__ACTION ITEM__. Could you copy each line of the listing that holds "then"?

__RECORDS SHOWN__.

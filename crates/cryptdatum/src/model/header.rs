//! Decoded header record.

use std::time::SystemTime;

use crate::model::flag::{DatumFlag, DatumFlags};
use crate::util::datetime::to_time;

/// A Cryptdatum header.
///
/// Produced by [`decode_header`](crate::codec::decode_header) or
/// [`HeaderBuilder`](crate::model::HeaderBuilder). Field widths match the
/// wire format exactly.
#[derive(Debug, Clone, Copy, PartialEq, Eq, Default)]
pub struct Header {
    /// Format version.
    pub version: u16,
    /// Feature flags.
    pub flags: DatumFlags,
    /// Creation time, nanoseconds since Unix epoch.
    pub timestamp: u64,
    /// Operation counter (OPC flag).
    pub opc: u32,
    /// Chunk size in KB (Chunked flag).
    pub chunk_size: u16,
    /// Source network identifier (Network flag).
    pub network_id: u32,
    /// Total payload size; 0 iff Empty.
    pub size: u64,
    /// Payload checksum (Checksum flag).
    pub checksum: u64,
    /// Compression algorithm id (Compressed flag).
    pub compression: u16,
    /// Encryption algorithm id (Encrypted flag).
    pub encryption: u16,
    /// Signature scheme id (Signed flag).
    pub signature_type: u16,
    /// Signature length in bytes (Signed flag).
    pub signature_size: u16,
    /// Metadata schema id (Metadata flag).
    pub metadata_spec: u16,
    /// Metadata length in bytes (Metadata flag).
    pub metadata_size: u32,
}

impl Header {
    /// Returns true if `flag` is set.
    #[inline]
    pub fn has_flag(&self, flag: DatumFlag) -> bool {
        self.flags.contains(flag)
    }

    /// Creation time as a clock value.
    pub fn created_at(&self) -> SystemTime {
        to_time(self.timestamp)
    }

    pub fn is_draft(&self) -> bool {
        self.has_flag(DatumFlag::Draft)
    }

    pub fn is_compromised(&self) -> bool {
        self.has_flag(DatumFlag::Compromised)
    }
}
---
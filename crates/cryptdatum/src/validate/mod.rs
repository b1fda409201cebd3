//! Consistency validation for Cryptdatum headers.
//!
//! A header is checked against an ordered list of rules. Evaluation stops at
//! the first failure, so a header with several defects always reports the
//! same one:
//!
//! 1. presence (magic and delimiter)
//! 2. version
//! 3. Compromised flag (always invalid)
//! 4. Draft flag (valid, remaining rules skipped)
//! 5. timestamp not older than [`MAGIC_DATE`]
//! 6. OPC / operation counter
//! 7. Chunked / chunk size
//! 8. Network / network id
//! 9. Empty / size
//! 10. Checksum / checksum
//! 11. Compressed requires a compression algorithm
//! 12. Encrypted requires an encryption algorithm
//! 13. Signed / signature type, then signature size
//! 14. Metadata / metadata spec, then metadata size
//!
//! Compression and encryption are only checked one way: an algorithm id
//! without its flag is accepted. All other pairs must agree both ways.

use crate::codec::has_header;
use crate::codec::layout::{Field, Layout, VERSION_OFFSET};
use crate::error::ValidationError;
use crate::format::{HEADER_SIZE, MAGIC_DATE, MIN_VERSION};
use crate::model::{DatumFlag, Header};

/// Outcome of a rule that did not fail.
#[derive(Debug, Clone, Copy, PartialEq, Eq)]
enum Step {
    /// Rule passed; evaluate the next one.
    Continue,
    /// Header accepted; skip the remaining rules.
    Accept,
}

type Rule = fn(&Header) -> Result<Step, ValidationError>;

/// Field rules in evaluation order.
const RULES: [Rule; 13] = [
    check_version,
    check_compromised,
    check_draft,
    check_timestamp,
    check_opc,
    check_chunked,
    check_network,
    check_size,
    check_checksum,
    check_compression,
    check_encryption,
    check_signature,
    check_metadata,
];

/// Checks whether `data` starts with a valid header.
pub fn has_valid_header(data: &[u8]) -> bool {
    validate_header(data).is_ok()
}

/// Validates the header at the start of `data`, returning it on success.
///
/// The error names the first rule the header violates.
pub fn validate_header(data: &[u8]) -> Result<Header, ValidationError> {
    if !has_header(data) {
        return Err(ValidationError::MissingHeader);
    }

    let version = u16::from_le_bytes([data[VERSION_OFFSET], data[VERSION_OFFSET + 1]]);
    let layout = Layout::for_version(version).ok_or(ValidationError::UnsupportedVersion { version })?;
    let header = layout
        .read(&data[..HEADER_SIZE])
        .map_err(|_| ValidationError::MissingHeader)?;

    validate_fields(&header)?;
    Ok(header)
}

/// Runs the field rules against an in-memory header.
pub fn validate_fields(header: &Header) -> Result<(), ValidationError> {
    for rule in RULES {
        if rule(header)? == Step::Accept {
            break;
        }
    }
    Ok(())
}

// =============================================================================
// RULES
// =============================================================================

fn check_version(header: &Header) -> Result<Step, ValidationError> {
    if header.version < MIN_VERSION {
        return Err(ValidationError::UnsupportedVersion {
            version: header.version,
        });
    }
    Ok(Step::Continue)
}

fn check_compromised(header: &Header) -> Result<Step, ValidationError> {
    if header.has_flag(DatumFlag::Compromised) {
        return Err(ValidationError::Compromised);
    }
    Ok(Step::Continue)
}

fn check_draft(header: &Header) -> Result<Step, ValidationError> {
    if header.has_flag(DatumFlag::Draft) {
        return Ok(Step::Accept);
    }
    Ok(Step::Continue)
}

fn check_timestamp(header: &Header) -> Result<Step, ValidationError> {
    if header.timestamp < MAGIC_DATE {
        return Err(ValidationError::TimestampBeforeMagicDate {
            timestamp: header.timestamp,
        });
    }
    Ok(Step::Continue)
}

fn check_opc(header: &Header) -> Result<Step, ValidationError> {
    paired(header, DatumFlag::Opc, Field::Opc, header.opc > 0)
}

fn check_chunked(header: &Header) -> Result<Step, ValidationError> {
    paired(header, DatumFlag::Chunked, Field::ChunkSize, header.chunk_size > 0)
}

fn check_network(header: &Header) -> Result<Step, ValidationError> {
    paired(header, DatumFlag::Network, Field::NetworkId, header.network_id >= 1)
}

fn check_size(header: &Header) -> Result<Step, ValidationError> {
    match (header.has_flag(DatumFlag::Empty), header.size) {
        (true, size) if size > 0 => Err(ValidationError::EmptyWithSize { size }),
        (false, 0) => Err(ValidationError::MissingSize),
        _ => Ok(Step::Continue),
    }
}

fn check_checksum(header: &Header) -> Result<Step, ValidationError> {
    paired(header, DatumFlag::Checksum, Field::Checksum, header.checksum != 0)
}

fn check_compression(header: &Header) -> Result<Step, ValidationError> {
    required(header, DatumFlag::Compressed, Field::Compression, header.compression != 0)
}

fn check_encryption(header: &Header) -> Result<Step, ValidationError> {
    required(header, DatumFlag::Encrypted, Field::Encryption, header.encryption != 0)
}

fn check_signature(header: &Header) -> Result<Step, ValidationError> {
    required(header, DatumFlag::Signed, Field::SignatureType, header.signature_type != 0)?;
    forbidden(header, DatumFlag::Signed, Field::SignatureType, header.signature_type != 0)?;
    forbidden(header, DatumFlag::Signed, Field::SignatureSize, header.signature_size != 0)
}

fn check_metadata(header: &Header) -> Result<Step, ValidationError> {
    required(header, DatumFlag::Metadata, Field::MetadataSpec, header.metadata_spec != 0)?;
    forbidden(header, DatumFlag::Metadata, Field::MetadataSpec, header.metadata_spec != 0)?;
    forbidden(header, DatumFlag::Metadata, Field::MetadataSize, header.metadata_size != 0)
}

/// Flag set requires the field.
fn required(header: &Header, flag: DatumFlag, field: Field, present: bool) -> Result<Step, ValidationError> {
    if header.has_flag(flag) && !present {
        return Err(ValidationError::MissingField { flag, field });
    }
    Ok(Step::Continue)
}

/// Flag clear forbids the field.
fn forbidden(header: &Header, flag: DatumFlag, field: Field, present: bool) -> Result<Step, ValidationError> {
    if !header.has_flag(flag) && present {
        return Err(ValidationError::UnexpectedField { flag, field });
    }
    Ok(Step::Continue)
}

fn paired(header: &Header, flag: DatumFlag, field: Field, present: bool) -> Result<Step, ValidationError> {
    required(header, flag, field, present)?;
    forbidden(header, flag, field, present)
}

__PROBLEM SOLUTION__.
//! 13. Signed / signature type, then signature size
//! 14. Metadata / metadata spec, then metadata size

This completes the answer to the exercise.